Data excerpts
###
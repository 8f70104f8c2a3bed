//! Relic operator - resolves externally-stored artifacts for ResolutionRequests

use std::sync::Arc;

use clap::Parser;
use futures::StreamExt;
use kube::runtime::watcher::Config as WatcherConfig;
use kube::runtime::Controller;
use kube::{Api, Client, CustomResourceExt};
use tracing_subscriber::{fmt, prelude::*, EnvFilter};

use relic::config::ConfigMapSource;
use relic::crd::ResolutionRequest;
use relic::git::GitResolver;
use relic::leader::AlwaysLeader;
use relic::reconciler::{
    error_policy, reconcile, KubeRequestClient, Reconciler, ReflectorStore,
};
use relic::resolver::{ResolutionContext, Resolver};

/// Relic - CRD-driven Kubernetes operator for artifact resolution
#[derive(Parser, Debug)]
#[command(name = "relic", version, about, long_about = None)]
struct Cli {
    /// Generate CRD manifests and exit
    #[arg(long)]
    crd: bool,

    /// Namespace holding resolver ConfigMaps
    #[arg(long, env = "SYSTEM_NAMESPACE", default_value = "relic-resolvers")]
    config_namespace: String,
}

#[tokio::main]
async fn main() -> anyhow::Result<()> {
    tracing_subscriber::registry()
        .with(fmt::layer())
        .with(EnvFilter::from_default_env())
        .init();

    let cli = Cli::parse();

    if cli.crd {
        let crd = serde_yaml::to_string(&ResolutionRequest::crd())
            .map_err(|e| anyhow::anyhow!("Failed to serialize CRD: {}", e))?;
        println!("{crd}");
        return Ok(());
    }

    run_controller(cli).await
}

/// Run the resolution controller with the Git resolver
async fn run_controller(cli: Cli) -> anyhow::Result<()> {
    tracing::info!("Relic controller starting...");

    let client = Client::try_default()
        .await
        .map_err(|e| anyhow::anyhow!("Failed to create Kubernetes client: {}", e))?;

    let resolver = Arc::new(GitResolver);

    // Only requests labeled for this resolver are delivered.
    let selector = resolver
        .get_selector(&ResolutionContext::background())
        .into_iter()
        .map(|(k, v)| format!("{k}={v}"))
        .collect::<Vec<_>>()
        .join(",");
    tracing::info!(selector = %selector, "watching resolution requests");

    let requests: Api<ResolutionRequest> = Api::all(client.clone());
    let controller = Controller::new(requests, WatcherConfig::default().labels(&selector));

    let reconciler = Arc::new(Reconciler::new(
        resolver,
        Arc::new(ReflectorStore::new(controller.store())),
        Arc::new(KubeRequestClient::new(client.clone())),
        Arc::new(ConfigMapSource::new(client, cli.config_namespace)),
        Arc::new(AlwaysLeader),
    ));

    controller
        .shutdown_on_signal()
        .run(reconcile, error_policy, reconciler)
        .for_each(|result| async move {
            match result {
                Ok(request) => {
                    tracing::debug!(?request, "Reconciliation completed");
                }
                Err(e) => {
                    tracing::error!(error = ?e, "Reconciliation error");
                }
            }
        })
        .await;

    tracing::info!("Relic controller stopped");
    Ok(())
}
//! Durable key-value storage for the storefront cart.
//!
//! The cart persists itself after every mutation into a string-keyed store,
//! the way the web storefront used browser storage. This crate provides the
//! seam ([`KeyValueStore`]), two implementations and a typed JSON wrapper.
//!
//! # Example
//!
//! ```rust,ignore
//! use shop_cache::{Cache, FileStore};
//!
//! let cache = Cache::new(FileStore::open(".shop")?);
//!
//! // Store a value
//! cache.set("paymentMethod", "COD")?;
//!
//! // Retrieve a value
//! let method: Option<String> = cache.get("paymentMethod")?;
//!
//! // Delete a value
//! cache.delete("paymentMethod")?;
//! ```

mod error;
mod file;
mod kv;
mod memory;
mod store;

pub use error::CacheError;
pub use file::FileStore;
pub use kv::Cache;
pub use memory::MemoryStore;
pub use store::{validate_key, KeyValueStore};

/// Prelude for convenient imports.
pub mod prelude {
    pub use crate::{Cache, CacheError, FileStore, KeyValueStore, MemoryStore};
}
###
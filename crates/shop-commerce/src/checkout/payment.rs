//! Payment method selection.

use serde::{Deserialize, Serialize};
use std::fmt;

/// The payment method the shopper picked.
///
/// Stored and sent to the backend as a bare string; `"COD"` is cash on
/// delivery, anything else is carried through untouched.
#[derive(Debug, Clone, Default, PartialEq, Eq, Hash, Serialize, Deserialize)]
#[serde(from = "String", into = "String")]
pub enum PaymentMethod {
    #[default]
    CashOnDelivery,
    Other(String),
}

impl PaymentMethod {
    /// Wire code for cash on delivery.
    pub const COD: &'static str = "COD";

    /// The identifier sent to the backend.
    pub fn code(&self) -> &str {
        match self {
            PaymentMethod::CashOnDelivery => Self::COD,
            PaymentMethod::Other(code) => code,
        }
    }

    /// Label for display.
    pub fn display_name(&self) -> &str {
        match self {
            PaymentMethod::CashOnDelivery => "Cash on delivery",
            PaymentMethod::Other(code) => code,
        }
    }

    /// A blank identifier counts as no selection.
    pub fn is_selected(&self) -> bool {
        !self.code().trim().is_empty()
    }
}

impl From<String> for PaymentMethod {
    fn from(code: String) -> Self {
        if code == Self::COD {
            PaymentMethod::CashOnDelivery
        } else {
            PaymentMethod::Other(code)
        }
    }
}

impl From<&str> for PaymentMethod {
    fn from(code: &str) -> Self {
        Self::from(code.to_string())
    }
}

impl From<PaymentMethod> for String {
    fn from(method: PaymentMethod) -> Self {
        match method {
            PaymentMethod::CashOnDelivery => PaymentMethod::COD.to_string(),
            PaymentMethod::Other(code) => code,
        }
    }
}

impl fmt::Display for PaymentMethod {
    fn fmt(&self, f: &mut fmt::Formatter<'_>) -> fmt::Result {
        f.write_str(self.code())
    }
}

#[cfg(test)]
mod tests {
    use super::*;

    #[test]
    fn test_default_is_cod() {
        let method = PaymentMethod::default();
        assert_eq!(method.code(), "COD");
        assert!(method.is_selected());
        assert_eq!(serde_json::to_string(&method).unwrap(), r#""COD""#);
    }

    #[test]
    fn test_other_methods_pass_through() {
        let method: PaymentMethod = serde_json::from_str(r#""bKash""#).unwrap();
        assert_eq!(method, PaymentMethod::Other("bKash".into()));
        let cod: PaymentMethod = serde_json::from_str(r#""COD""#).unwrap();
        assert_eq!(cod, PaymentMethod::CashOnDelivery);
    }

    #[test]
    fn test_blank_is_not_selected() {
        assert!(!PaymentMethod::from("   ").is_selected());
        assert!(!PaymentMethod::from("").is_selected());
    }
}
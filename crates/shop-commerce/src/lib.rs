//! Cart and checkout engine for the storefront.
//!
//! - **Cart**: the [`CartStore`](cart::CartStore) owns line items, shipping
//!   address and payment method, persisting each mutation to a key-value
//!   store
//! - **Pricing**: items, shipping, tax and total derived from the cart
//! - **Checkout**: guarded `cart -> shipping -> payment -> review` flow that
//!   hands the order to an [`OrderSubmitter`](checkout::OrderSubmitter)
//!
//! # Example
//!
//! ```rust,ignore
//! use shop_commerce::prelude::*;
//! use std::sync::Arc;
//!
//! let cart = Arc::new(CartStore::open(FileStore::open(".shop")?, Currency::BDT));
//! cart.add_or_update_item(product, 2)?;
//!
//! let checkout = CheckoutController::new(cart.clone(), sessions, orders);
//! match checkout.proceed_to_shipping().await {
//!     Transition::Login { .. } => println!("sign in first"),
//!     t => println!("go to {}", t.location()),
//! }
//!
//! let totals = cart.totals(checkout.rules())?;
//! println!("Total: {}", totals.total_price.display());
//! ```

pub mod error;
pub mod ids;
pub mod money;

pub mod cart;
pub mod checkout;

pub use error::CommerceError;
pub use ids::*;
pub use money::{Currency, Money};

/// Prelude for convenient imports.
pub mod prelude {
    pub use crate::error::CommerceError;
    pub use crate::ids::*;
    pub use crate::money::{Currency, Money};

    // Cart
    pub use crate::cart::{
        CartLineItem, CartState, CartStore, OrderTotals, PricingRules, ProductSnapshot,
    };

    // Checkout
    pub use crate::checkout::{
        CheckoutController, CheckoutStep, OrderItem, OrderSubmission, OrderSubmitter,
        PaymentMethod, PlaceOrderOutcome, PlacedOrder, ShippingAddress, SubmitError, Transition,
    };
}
###
ASSIGNMENT:
Filter the entries above down to the lines that contain "CommerceError".

TASK RESPONSE:
pub use error::CommerceError;
    pub use crate::error::CommerceError;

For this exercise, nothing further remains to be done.